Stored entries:
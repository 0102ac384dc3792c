use std::sync::Arc;

use serde::Serialize;
use tracing::{debug, trace, warn};

use super::vector::Vec2;
use crate::dsl::ast::Program;
use crate::dsl::host::HostState;
use crate::dsl::parser::parse;
use crate::dsl::vm::{Limits, Machine, REGISTER_COUNT};
use crate::error::AppError;

/// Mass of a freshly built bot.
pub const DEFAULT_MASS: f64 = 100.0;

/// Share of mass a bot can turn into usable energy.
pub const REACTOR_EFFICIENCY: f64 = 0.65;

/// Longest thrust vector applied in one tick.
pub const MAX_THRUST: f64 = 300.0;

/// The physical side of a bot: the sensors a machine reads and the actuators
/// it drives.
///
/// Thrust requested during a tick is accumulated and applied once, in
/// `execute`. Position only changes in [`Body::integrate`], which the world
/// calls after every machine has finished.
#[derive(Debug, Clone, Serialize)]
pub struct Body {
    id: i16,
    pub position: Vec2,
    pub velocity: Vec2,
    pub mass: f64,
    /// Heading in radians.
    pub angle: f64,
    thrust: Vec2,
    /// Impulses applied since the last frame reset.
    impulses: Vec<Vec2>,
    mined: u32,
    reproduced: u32,
}

impl Body {
    pub fn new(id: i16) -> Self {
        Self {
            id,
            position: Vec2::ZERO,
            velocity: Vec2::ZERO,
            mass: DEFAULT_MASS,
            angle: 0.0,
            thrust: Vec2::ZERO,
            impulses: Vec::new(),
            mined: 0,
            reproduced: 0,
        }
    }

    /// Thrust accumulated so far this tick.
    pub fn pending_thrust(&self) -> Vec2 {
        self.thrust
    }

    pub fn impulses(&self) -> &[Vec2] {
        &self.impulses
    }

    /// Heading in whole degrees, `0..360`.
    #[allow(clippy::cast_possible_truncation)]
    pub fn heading_degrees(&self) -> i32 {
        (self.angle.to_degrees().round() as i32).rem_euclid(360)
    }

    pub fn mine_count(&self) -> u32 {
        self.mined
    }

    pub fn reproduce_count(&self) -> u32 {
        self.reproduced
    }

    /// Forget impulses recorded during the previous frame.
    pub fn frame_reset(&mut self) {
        self.impulses.clear();
    }

    /// Advance position by one physics step.
    pub fn integrate(&mut self, dt: f64) {
        self.position += self.velocity.scale(dt);
    }
}

/// Round to the nearest `i16`, saturating at the ends of the range.
#[allow(clippy::cast_possible_truncation)]
fn round_i16(value: f64) -> i16 {
    value.round().clamp(f64::from(i16::MIN), f64::from(i16::MAX)) as i16
}

impl HostState for Body {
    fn reset(&mut self) {
        self.thrust = Vec2::ZERO;
    }

    fn execute(&mut self) {
        if self.thrust.is_zero() {
            return;
        }
        let impulse = self.thrust.clamp(MAX_THRUST);
        self.velocity += impulse.scale(1.0 / self.mass);
        self.impulses.push(impulse);
        trace!(bot = self.id, x = impulse.x, y = impulse.y, "thrust applied");
    }

    fn x(&self) -> i16 {
        round_i16(self.velocity.x)
    }

    fn y(&self) -> i16 {
        round_i16(self.velocity.y)
    }

    fn energy(&self) -> i16 {
        round_i16(self.mass * REACTOR_EFFICIENCY)
    }

    fn id(&self) -> i16 {
        self.id
    }

    fn remote_id(&mut self, _id: i16) -> i16 {
        1
    }

    fn scan(&mut self, _x: i16, _y: i16) -> (i16, i16) {
        (0, 0)
    }

    fn thrust(&mut self, x: i16, y: i16) {
        self.thrust += Vec2::new(f64::from(x), f64::from(y));
    }

    fn turn(&mut self, angle: i16) {
        self.angle += f64::from(angle).to_radians();
        trace!(bot = self.id, degrees = angle, heading = self.heading_degrees(), "turn");
    }

    fn mine(&mut self, _strength: i16) {
        self.mined += 1;
    }

    fn reproduce(&mut self, _energy: i16) {
        self.reproduced += 1;
    }

    fn impulse(&mut self, strength: i16) {
        self.thrust += Vec2::for_angle(self.angle).scale(f64::from(strength));
    }
}

/// A machine together with the body it drives.
#[derive(Debug)]
pub struct Bot {
    machine: Machine,
    body: Body,
}

impl Bot {
    pub fn new(id: i16, program: Arc<Program>) -> Self {
        Self {
            machine: Machine::new(program),
            body: Body::new(id),
        }
    }

    /// A bot with no genes. Its machine runs but never acts.
    pub fn idle(id: i16) -> Self {
        Self::new(id, Arc::new(Program::empty()))
    }

    pub fn with_position(mut self, x: f64, y: f64) -> Self {
        self.body.position = Vec2::new(x, y);
        self
    }

    pub fn with_velocity(mut self, x: f64, y: f64) -> Self {
        self.body.velocity = Vec2::new(x, y);
        self
    }

    pub fn id(&self) -> i16 {
        self.body.id
    }

    pub fn machine(&self) -> &Machine {
        &self.machine
    }

    pub fn body(&self) -> &Body {
        &self.body
    }

    pub fn body_mut(&mut self) -> &mut Body {
        &mut self.body
    }

    pub fn set_limits(&mut self, limits: Limits) {
        self.machine.set_limits(limits);
    }

    /// Install an already compiled program.
    pub fn set_program(&mut self, program: Arc<Program>) {
        debug!(bot = self.id(), genes = program.len(), "program installed");
        self.machine.load(program);
    }

    /// Compile `source` and install it. On error the current program stays.
    pub fn reprogram(&mut self, name: &str, source: &str) -> Result<(), AppError> {
        match parse(source) {
            Ok(program) => {
                self.set_program(Arc::new(program));
                Ok(())
            }
            Err(source_err) => {
                warn!(bot = self.id(), program = name, error = %source_err, "program rejected");
                Err(AppError::Compile {
                    name: name.to_string(),
                    source: source_err,
                })
            }
        }
    }

    /// One machine run against this bot's body.
    pub fn run(&mut self) {
        self.machine.run(&mut self.body);
    }

    pub fn snapshot(&self) -> BotSnapshot {
        BotSnapshot {
            id: self.id(),
            position: self.body.position,
            velocity: self.body.velocity,
            heading: self.body.heading_degrees(),
            energy: self.body.energy(),
            registers: *self.machine.registers(),
            activations: self.machine.activations().to_vec(),
            faults: self.machine.fault_count(),
        }
    }
}

/// Point-in-time view of a bot, for reporting.
#[derive(Debug, Clone, Serialize)]
pub struct BotSnapshot {
    pub id: i16,
    pub position: Vec2,
    pub velocity: Vec2,
    pub heading: i32,
    pub energy: i16,
    pub registers: [i16; REGISTER_COUNT],
    pub activations: Vec<bool>,
    pub faults: u64,
}

#[cfg(test)]
#[allow(clippy::unwrap_used, clippy::indexing_slicing)]
mod tests {
    use super::*;

    const EPS: f64 = 1e-9;

    #[test]
    fn sensors_round_velocity_and_energy() {
        let mut body = Body::new(4);
        body.velocity = Vec2::new(100.4, -10.6);
        assert_eq!(body.x(), 100);
        assert_eq!(body.y(), -11);
        assert_eq!(body.energy(), 65);
        assert_eq!(body.id(), 4);

        body.mass = 1600.0;
        assert_eq!(body.energy(), 1040);
        body.velocity = Vec2::new(1e9, -1e9);
        assert_eq!(body.x(), i16::MAX);
        assert_eq!(body.y(), i16::MIN);
    }

    #[test]
    fn thrust_accumulates_until_execute() {
        let mut body = Body::new(1);
        body.thrust(3, 0);
        body.thrust(0, 4);
        assert_eq!(body.pending_thrust(), Vec2::new(3.0, 4.0));
        assert_eq!(body.velocity, Vec2::ZERO);

        body.execute();
        assert!((body.velocity.x - 0.03).abs() < EPS);
        assert!((body.velocity.y - 0.04).abs() < EPS);
        assert_eq!(body.impulses().len(), 1);
    }

    #[test]
    fn thrust_is_clamped() {
        let mut body = Body::new(1);
        body.thrust(300, 400);
        body.execute();
        assert!((body.velocity.x - 1.8).abs() < EPS);
        assert!((body.velocity.y - 2.4).abs() < EPS);
    }

    #[test]
    fn reset_drops_pending_thrust() {
        let mut body = Body::new(1);
        body.thrust(50, 50);
        body.reset();
        body.execute();
        assert_eq!(body.velocity, Vec2::ZERO);
        assert!(body.impulses().is_empty());
    }

    #[test]
    fn impulse_follows_heading() {
        let mut body = Body::new(1);
        body.turn(90);
        assert_eq!(body.heading_degrees(), 90);
        body.impulse(10);
        let thrust = body.pending_thrust();
        assert!(thrust.x.abs() < EPS);
        assert!((thrust.y - 10.0).abs() < EPS);

        body.turn(-180);
        assert_eq!(body.heading_degrees(), 270);
    }

    #[test]
    fn stub_sensors_and_counters() {
        let mut body = Body::new(1);
        assert_eq!(body.remote_id(9), 1);
        assert_eq!(body.scan(5, 5), (0, 0));
        body.mine(3);
        body.reproduce(500);
        body.reproduce(500);
        assert_eq!(body.mine_count(), 1);
        assert_eq!(body.reproduce_count(), 2);
    }

    #[test]
    fn integrate_moves_by_velocity() {
        let mut body = Body::new(1);
        body.velocity = Vec2::new(60.0, -30.0);
        body.integrate(0.5);
        assert_eq!(body.position, Vec2::new(30.0, -15.0));
    }

    #[test]
    fn bot_runs_program_against_body() {
        let mut bot = Bot::idle(2).with_velocity(250.0, 0.0);
        bot.reprogram("brake", "BEGIN EV RDX RDY ABS PSH CON 200 GEQ END BEGIN EX RDX NEG RDY NEG THR END")
            .unwrap();
        bot.run();
        assert_eq!(bot.machine().activations(), &[true]);
        assert!((bot.body().velocity.x - 247.5).abs() < EPS);
    }

    #[test]
    fn failed_reprogram_keeps_old_program() {
        let mut bot = Bot::idle(2);
        bot.reprogram("counter", "BEGIN EV PSH CON 1 END BEGIN EX PSH REG 0 PSH CON 1 ADD POP REG 0 END")
            .unwrap();

        let err = bot.reprogram("broken", "BEGIN EV PSH CON END").unwrap_err();
        assert!(matches!(err, AppError::Compile { ref name, .. } if name == "broken"));

        bot.run();
        bot.run();
        assert_eq!(bot.machine().registers()[0], 2);
    }

    #[test]
    fn snapshot_reports_machine_state() {
        let mut bot = Bot::idle(7).with_position(1.0, 2.0);
        bot.reprogram("r", "BEGIN EV PSH CON 0 END BEGIN EX END BEGIN EV PSH CON 1 END BEGIN EX PSH CON 5 POP REG 15 END")
            .unwrap();
        bot.run();

        let snap = bot.snapshot();
        assert_eq!(snap.id, 7);
        assert_eq!(snap.position, Vec2::new(1.0, 2.0));
        assert_eq!(snap.activations, vec![false, true]);
        assert_eq!(snap.registers[15], 5);
        assert_eq!(snap.energy, 65);

        let json = serde_json::to_value(&snap).unwrap();
        assert_eq!(json["registers"][15], 5);
    }
}
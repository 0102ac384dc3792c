//! Reusable stack buffers for machines.
//!
//! A machine checks a buffer out when it is built and hands it back when it
//! is dropped, so spawning and removing bots does not churn the allocator.
//! The free list is the only state shared between machines on different
//! workers.

use std::sync::{Arc, LazyLock};

use parking_lot::Mutex;

/// Deepest a machine stack may grow. Pushes past this are dropped.
pub const MAX_STACK: usize = 256;

/// Initial capacity of a fresh buffer.
const DEFAULT_CAPACITY: usize = 16;

/// Upper bound on idle buffers kept around for reuse.
const MAX_IDLE: usize = 4096;

static GLOBAL_POOL: LazyLock<Arc<StackPool>> =
    LazyLock::new(|| Arc::new(StackPool::new(DEFAULT_CAPACITY)));

/// Concurrency-safe free list of `i16` buffers.
#[derive(Debug)]
pub struct StackPool {
    free: Mutex<Vec<Vec<i16>>>,
    capacity: usize,
}

impl StackPool {
    pub fn new(capacity: usize) -> Self {
        Self {
            free: Mutex::new(Vec::new()),
            capacity,
        }
    }

    /// Process-wide pool used by `Machine::new`.
    pub fn global() -> Arc<StackPool> {
        Arc::clone(&GLOBAL_POOL)
    }

    /// Check out an empty buffer, reusing an idle one when available.
    pub fn acquire(self: &Arc<Self>) -> PooledStack {
        let buf = self
            .free
            .lock()
            .pop()
            .unwrap_or_else(|| Vec::with_capacity(self.capacity));
        PooledStack {
            buf,
            pool: Arc::clone(self),
        }
    }

    fn release(&self, mut buf: Vec<i16>) {
        buf.clear();
        let mut free = self.free.lock();
        if free.len() < MAX_IDLE {
            free.push(buf);
        }
    }

    /// Number of buffers waiting to be reused.
    pub fn idle(&self) -> usize {
        self.free.lock().len()
    }
}

/// A checked-out value stack. Returned to its pool on drop.
#[derive(Debug)]
pub struct PooledStack {
    buf: Vec<i16>,
    pool: Arc<StackPool>,
}

impl PooledStack {
    /// Push a value. Returns `false` (and drops the value) when full.
    pub fn push(&mut self, value: i16) -> bool {
        if self.buf.len() >= MAX_STACK {
            return false;
        }
        self.buf.push(value);
        true
    }

    pub fn pop(&mut self) -> Option<i16> {
        self.buf.pop()
    }

    /// Pop two values, returning them in push order `(a, b)`.
    /// Leaves the stack untouched if fewer than two are present.
    pub fn pop_pair(&mut self) -> Option<(i16, i16)> {
        if self.buf.len() < 2 {
            return None;
        }
        let b = self.buf.pop()?;
        let a = self.buf.pop()?;
        Some((a, b))
    }

    pub fn peek(&self) -> Option<i16> {
        self.buf.last().copied()
    }

    pub fn len(&self) -> usize {
        self.buf.len()
    }

    pub fn is_empty(&self) -> bool {
        self.buf.is_empty()
    }

    /// Empty the stack, keeping its allocation.
    pub fn clear(&mut self) {
        self.buf.clear();
    }

    pub fn as_slice(&self) -> &[i16] {
        &self.buf
    }
}

impl Drop for PooledStack {
    fn drop(&mut self) {
        let buf = std::mem::take(&mut self.buf);
        self.pool.release(buf);
    }
}
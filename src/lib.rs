//! Bot control language runtime: lexer, compiler, fail-soft stack machine and
//! a small reference simulation that drives many machines in parallel.

pub mod dsl;
pub mod error;
pub mod settings;
pub mod sim;
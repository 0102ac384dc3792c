use std::path::PathBuf;

use thiserror::Error;

use crate::dsl::error::CompileError;

/// Errors surfaced by the simulation and configuration layers.
///
/// Runtime faults inside a machine never reach this type; they are absorbed
/// where they happen.
#[derive(Debug, Error)]
pub enum AppError {
    #[error("I/O error on {path}: {source}")]
    Io {
        path: PathBuf,
        #[source]
        source: std::io::Error,
    },

    #[error("JSON error in {path}: {source}")]
    Json {
        path: PathBuf,
        #[source]
        source: serde_json::Error,
    },

    #[error("unknown scenario {name:?}")]
    UnknownScenario { name: String },

    #[error("program {name:?} rejected: {source}")]
    Compile {
        name: String,
        #[source]
        source: CompileError,
    },

    #[error("invalid settings: {message}")]
    InvalidSettings { message: String },

    #[error("failed to start worker pool: {0}")]
    ThreadPool(#[from] rayon::ThreadPoolBuildError),
}

impl AppError {
    pub(crate) fn io(path: impl Into<PathBuf>, source: std::io::Error) -> Self {
        AppError::Io {
            path: path.into(),
            source,
        }
    }

    pub(crate) fn json(path: impl Into<PathBuf>, source: serde_json::Error) -> Self {
        AppError::Json {
            path: path.into(),
            source,
        }
    }

    pub fn invalid_settings(message: impl Into<String>) -> Self {
        AppError::InvalidSettings {
            message: message.into(),
        }
    }
}
#[allow(
    clippy::indexing_slicing,
    clippy::wildcard_imports,
    clippy::cast_possible_truncation,
    clippy::single_match_else,
    clippy::needless_pass_by_value,
    clippy::module_name_repetitions,
)]
pub mod ast;
#[allow(
    clippy::indexing_slicing,
    clippy::wildcard_imports,
    clippy::cast_possible_truncation,
    clippy::single_match_else,
    clippy::needless_pass_by_value,
    clippy::module_name_repetitions,
)]
pub mod error;
#[allow(
    clippy::indexing_slicing,
    clippy::wildcard_imports,
    clippy::cast_possible_truncation,
    clippy::single_match_else,
    clippy::needless_pass_by_value,
    clippy::module_name_repetitions,
)]
pub mod host;
#[allow(
    clippy::indexing_slicing,
    clippy::wildcard_imports,
    clippy::cast_possible_truncation,
    clippy::single_match_else,
    clippy::needless_pass_by_value,
    clippy::module_name_repetitions,
)]
pub mod instruction;
#[allow(
    clippy::indexing_slicing,
    clippy::wildcard_imports,
    clippy::cast_possible_truncation,
    clippy::single_match_else,
    clippy::needless_pass_by_value,
    clippy::module_name_repetitions,
)]
pub mod lexer;
#[allow(
    clippy::indexing_slicing,
    clippy::wildcard_imports,
    clippy::cast_possible_truncation,
    clippy::single_match_else,
    clippy::needless_pass_by_value,
    clippy::module_name_repetitions,
)]
pub mod opcode;
#[allow(
    clippy::indexing_slicing,
    clippy::wildcard_imports,
    clippy::cast_possible_truncation,
    clippy::single_match_else,
    clippy::needless_pass_by_value,
    clippy::module_name_repetitions,
)]
pub mod parser;
#[allow(
    clippy::indexing_slicing,
    clippy::wildcard_imports,
    clippy::cast_possible_truncation,
    clippy::single_match_else,
    clippy::needless_pass_by_value,
    clippy::module_name_repetitions,
)]
pub mod pool;
#[allow(
    clippy::indexing_slicing,
    clippy::wildcard_imports,
    clippy::cast_possible_truncation,
    clippy::single_match_else,
    clippy::needless_pass_by_value,
    clippy::module_name_repetitions,
)]
pub mod vm;

use std::sync::Arc;

use ast::Program;
use error::CompileError;

/// Compile DSL source into a shareable program ready for any number of
/// machines.
///
/// source → lex → parse → `Program`
pub fn compile_source(source: &str) -> Result<Arc<Program>, CompileError> {
    parser::parse(source).map(Arc::new)
}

What the task asks: Check each line of the records above, and copy those that hold the word "message".

Answer section:
    #[error("invalid settings: {message}")]
    InvalidSettings { message: String },
    pub fn invalid_settings(message: impl Into<String>) -> Self {
            message: message.into(),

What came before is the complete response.